*** Given data ***
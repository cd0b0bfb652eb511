use chrono::{Duration, Utc};
use jsonwebtoken::{decode, encode, DecodingKey, EncodingKey, Header, Validation};
use serde::{Deserialize, Serialize};
use sha2::{Digest, Sha256};

use crate::config;

#[derive(Debug, Serialize, Deserialize)]
pub struct Claims {
    pub sub: i64,
    pub company_id: i64,
    pub email: String,
    pub role: String,
    pub exp: i64,
    pub iat: i64,
}

impl Claims {
    pub fn new(user_id: i64, company_id: i64, email: String, role: String) -> Self {
        let now = Utc::now();
        let expiry_hours = config::config().security.jwt_expiry_hours;
        let exp = (now + Duration::hours(expiry_hours as i64)).timestamp();

        Self {
            sub: user_id,
            company_id,
            email,
            role,
            exp,
            iat: now.timestamp(),
        }
    }
}

#[derive(Debug)]
pub enum JwtError {
    TokenGeneration(String),
    InvalidSecret,
}

impl std::fmt::Display for JwtError {
    fn fmt(&self, f: &mut std::fmt::Formatter<'_>) -> std::fmt::Result {
        match self {
            JwtError::TokenGeneration(msg) => write!(f, "JWT generation error: {}", msg),
            JwtError::InvalidSecret => write!(f, "Invalid JWT secret"),
        }
    }
}

impl std::error::Error for JwtError {}

pub fn generate_jwt(claims: Claims) -> Result<String, JwtError> {
    let secret = &config::config().security.jwt_secret;

    if secret.is_empty() {
        return Err(JwtError::InvalidSecret);
    }

    let encoding_key = EncodingKey::from_secret(secret.as_bytes());
    let header = Header::default();

    encode(&header, &claims, &encoding_key).map_err(|e| JwtError::TokenGeneration(e.to_string()))
}

/// Validate a JWT token and extract its claims
pub fn validate_jwt(token: &str) -> Result<Claims, String> {
    let secret = &config::config().security.jwt_secret;

    if secret.is_empty() {
        return Err("JWT secret not configured".to_string());
    }

    let decoding_key = DecodingKey::from_secret(secret.as_bytes());
    let validation = Validation::default();

    let token_data = decode::<Claims>(token, &decoding_key, &validation)
        .map_err(|e| format!("Invalid JWT token: {}", e))?;

    Ok(token_data.claims)
}

/// Salted SHA-256 password digest, hex encoded
pub fn hash_password(password: &str, salt: &str) -> String {
    let mut hasher = Sha256::new();
    hasher.update(salt.as_bytes());
    hasher.update(password.as_bytes());
    let digest = hasher.finalize();
    digest.iter().map(|b| format!("{:02x}", b)).collect()
}

pub fn verify_password(password: &str, salt: &str, expected_hash: &str) -> bool {
    hash_password(password, salt) == expected_hash
}

/// Fresh random salt for a new credential
pub fn generate_salt() -> String {
    uuid::Uuid::new_v4().simple().to_string()
}

#[cfg(test)]
mod tests {
    use super::*;

    #[test]
    fn password_hash_round_trip() {
        let salt = generate_salt();
        let hash = hash_password("hunter2", &salt);
        assert_eq!(hash.len(), 64);
        assert!(verify_password("hunter2", &salt, &hash));
        assert!(!verify_password("hunter3", &salt, &hash));
    }

    #[test]
    fn same_password_different_salt_differs() {
        let a = hash_password("hunter2", "salt-a");
        let b = hash_password("hunter2", "salt-b");
        assert_ne!(a, b);
    }

    #[test]
    fn hash_is_deterministic_for_same_inputs() {
        assert_eq!(hash_password("pw", "salt"), hash_password("pw", "salt"));
    }
}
*** End of Given data ***
**What to work on**:
Show the lines from the data above that contain the string "email".

**Expected answer**:
    pub email: String,
    pub fn new(user_id: i64, company_id: i64, email: String, role: String) -> Self {
            email,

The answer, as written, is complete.